Search code examples
springtransactional

Spring @Transactional placement


I'm recently playing a little with Spring/JPA2 to understand better how it works. During my experiments I found some strange behaviour. The question is:

Why the following code works well (confirmed record added in db):

@Repository
public class UserDAO {

    @PersistenceContext
    EntityManager em;

    @Transactional
    public void add(User user) {
        doAdd(user);
    }

    public void doAdd(User user) {
        em.persist(user);
    }
}

But the following (@Transactional annotation moved to inner method):

@Repository
public class UserDAO {

    @PersistenceContext
    EntityManager em;

    public void add(User user) {
        doAdd(user);
    }

    @Transactional
    public void doAdd(User user) {
        em.persist(user);
    }
}

Throws exception:

javax.persistence.TransactionRequiredException: No transactional EntityManager available
    at org.springframework.orm.jpa.SharedEntityManagerCreator$SharedEntityManagerInvocationHandler.invoke(SharedEntityManagerCreator.java:273)
    at com.sun.proxy.$Proxy556.persist(Unknown Source)
    at com.example.UserDAO.doAdd(UserDAO.java:24)
    ...

Solution

  • In proxy mode (which is the default), only external method calls coming in through the proxy are intercepted.
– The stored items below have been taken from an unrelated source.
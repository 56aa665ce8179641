//! In-memory wish store with delayed, asynchronous mutations.
//!
//! [`WishStore`] is an explicitly constructed, cheaply cloneable handle around
//! an insertion-ordered map keyed by [`WishId`]. Every mutation waits out the
//! simulated network delay and then commits.
//!
//! # Ordering
//!
//! Mutations are neither queued nor serialized. Each one runs on its own
//! spawned task and commits when its delay elapses, so two in-flight edits of
//! the same wish resolve as "last to complete wins". Because the delay and the
//! commit run on a spawned task, dropping the caller's future does not cancel
//! a started mutation.

use std::future::Future;
use std::sync::{Arc, PoisonError, RwLock, RwLockReadGuard, RwLockWriteGuard};

use indexmap::IndexMap;

use wishlist_core::{Wish, WishId, WishPatch};

use crate::delay::NetworkDelay;
use crate::error::StoreError;
use crate::source::{FetchSource, StubFetchSource};
use crate::subscription::{Listener, ListenerRegistry, Subscription};

/// Handle to the shared wish collection.
#[derive(Clone)]
pub struct WishStore {
    inner: Arc<StoreInner>,
}

struct StoreInner {
    wishes: RwLock<IndexMap<WishId, Wish>>,
    source: Arc<dyn FetchSource>,
    mutation_delay: NetworkDelay,
    listeners: Arc<ListenerRegistry>,
}

impl WishStore {
    /// Creates an empty store backed by `source`.
    pub fn new(source: Arc<dyn FetchSource>, mutation_delay: NetworkDelay) -> Self {
        WishStore {
            inner: Arc::new(StoreInner {
                wishes: RwLock::new(IndexMap::new()),
                source,
                mutation_delay,
                listeners: Arc::new(ListenerRegistry::default()),
            }),
        }
    }

    /// Creates an empty store backed by the stub source.
    pub fn with_stub(fetch_delay: NetworkDelay, mutation_delay: NetworkDelay) -> Self {
        Self::new(Arc::new(StubFetchSource::new(fetch_delay)), mutation_delay)
    }

    pub fn mutation_delay(&self) -> NetworkDelay {
        self.inner.mutation_delay
    }

    // -------------------------------------------------------------------
    // Mutations
    // -------------------------------------------------------------------

    /// Replaces the whole collection with the source's result.
    ///
    /// Returns the number of wishes loaded. On failure the previous
    /// collection is kept.
    pub async fn fetch(&self) -> Result<usize, StoreError> {
        let inner = Arc::clone(&self.inner);
        detach(async move { inner.fetch().await }).await
    }

    /// Appends `wish` after the mutation delay.
    pub async fn add(&self, wish: Wish) -> Result<(), StoreError> {
        let inner = Arc::clone(&self.inner);
        detach(async move {
            inner.mutation_delay.wait().await;
            inner.add(wish)
        })
        .await
    }

    /// Applies `patch` to the wish with `id` after the mutation delay and
    /// returns the updated wish.
    pub async fn edit_by_id(
        &self,
        id: WishId,
        patch: impl Into<WishPatch>,
    ) -> Result<Wish, StoreError> {
        let inner = Arc::clone(&self.inner);
        let patch = patch.into();
        detach(async move {
            inner.mutation_delay.wait().await;
            inner.edit(id, patch)
        })
        .await
    }

    /// Deletes the wish with `id` after the mutation delay and returns it.
    pub async fn remove_by_id(&self, id: WishId) -> Result<Wish, StoreError> {
        let inner = Arc::clone(&self.inner);
        detach(async move {
            inner.mutation_delay.wait().await;
            inner.remove(id)
        })
        .await
    }

    // -------------------------------------------------------------------
    // Reads
    // -------------------------------------------------------------------

    /// Clones the collection in display order.
    pub fn snapshot(&self) -> Vec<Wish> {
        self.inner.read().values().cloned().collect()
    }

    pub fn get(&self, id: WishId) -> Option<Wish> {
        self.inner.read().get(&id).cloned()
    }

    pub fn len(&self) -> usize {
        self.inner.read().len()
    }

    pub fn is_empty(&self) -> bool {
        self.inner.read().is_empty()
    }

    // -------------------------------------------------------------------
    // Subscriptions
    // -------------------------------------------------------------------

    /// Registers `listener` to run after every committed mutation.
    ///
    /// The listener runs synchronously on the committing task while the
    /// collection is locked: it must not block or call back into the store.
    pub fn subscribe<F>(&self, listener: F) -> Subscription
    where
        F: Fn(&[Wish]) + Send + Sync + 'static,
    {
        let listener: Listener = Arc::new(listener);
        self.inner.listeners.register(listener)
    }

    pub fn listener_count(&self) -> usize {
        self.inner.listeners.len()
    }
}

impl Default for WishStore {
    fn default() -> Self {
        Self::new(Arc::new(StubFetchSource::default()), NetworkDelay::default())
    }
}

impl std::fmt::Debug for WishStore {
    fn fmt(&self, f: &mut std::fmt::Formatter<'_>) -> std::fmt::Result {
        f.debug_struct("WishStore")
            .field("len", &self.len())
            .field("mutation_delay", &self.inner.mutation_delay)
            .field("listeners", &self.listener_count())
            .finish()
    }
}

impl StoreInner {
    fn read(&self) -> RwLockReadGuard<'_, IndexMap<WishId, Wish>> {
        self.wishes.read().unwrap_or_else(PoisonError::into_inner)
    }

    fn write(&self) -> RwLockWriteGuard<'_, IndexMap<WishId, Wish>> {
        self.wishes.write().unwrap_or_else(PoisonError::into_inner)
    }

    /// Hands the committed collection to every listener.
    ///
    /// Called with the write guard still held so listeners observe commits
    /// in commit order.
    fn publish(&self, wishes: &IndexMap<WishId, Wish>) {
        let snapshot: Vec<Wish> = wishes.values().cloned().collect();
        self.listeners.notify(&snapshot);
    }

    async fn fetch(&self) -> Result<usize, StoreError> {
        let fetched = match self.source.fetch_all().await {
            Ok(wishes) => wishes,
            Err(err) => {
                tracing::warn!(error = %err, "fetch failed, keeping previous wishes");
                return Err(err.into());
            }
        };

        let mut replacement = IndexMap::with_capacity(fetched.len());
        for wish in fetched {
            let id = wish.id;
            if replacement.insert(id, wish).is_some() {
                tracing::warn!(%id, "fetch returned a duplicate id, keeping previous wishes");
                return Err(StoreError::DuplicateId(id));
            }
        }

        let count = replacement.len();
        {
            let mut wishes = self.write();
            *wishes = replacement;
            self.publish(&wishes);
        }
        tracing::info!(count, "fetched wishes");
        Ok(count)
    }

    fn add(&self, wish: Wish) -> Result<(), StoreError> {
        let id = wish.id;
        {
            let mut wishes = self.write();
            if wishes.contains_key(&id) {
                tracing::warn!(%id, "rejected add with duplicate id");
                return Err(StoreError::DuplicateId(id));
            }
            wishes.insert(id, wish);
            self.publish(&wishes);
        }
        tracing::info!(%id, "added wish");
        Ok(())
    }

    fn edit(&self, id: WishId, patch: WishPatch) -> Result<Wish, StoreError> {
        let updated = {
            let mut wishes = self.write();
            let Some(wish) = wishes.get_mut(&id) else {
                tracing::debug!(%id, "edit of missing wish ignored");
                return Err(StoreError::NotFound(id));
            };
            wish.apply(patch);
            let updated = wish.clone();
            self.publish(&wishes);
            updated
        };
        tracing::info!(%id, "edited wish");
        Ok(updated)
    }

    fn remove(&self, id: WishId) -> Result<Wish, StoreError> {
        let removed = {
            let mut wishes = self.write();
            let Some(removed) = wishes.shift_remove(&id) else {
                tracing::debug!(%id, "remove of missing wish ignored");
                return Err(StoreError::NotFound(id));
            };
            self.publish(&wishes);
            removed
        };
        tracing::info!(%id, "removed wish");
        Ok(removed)
    }
}

/// Runs `fut` on its own task so the caller dropping its future cannot
/// abort a started mutation.
async fn detach<T, F>(fut: F) -> Result<T, StoreError>
where
    F: Future<Output = Result<T, StoreError>> + Send + 'static,
    T: Send + 'static,
{
    tokio::spawn(fut)
        .await
        .map_err(|err| StoreError::Interrupted(err.to_string()))?
}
This means that self-invocation, in effect, a method within the target object calling another method of the target object, will not lead to an actual transaction at runtime even if the invoked method is marked with @Transactional.

    Source

    The @Transactional annotation support works by wrapping the actual DAO instance in a Proxy, which intercepts the method calls and starts/commits the transaction. In the second example the actual UserDAO instance is calling the doSave method and therefore there is no Proxy to intercept the method call.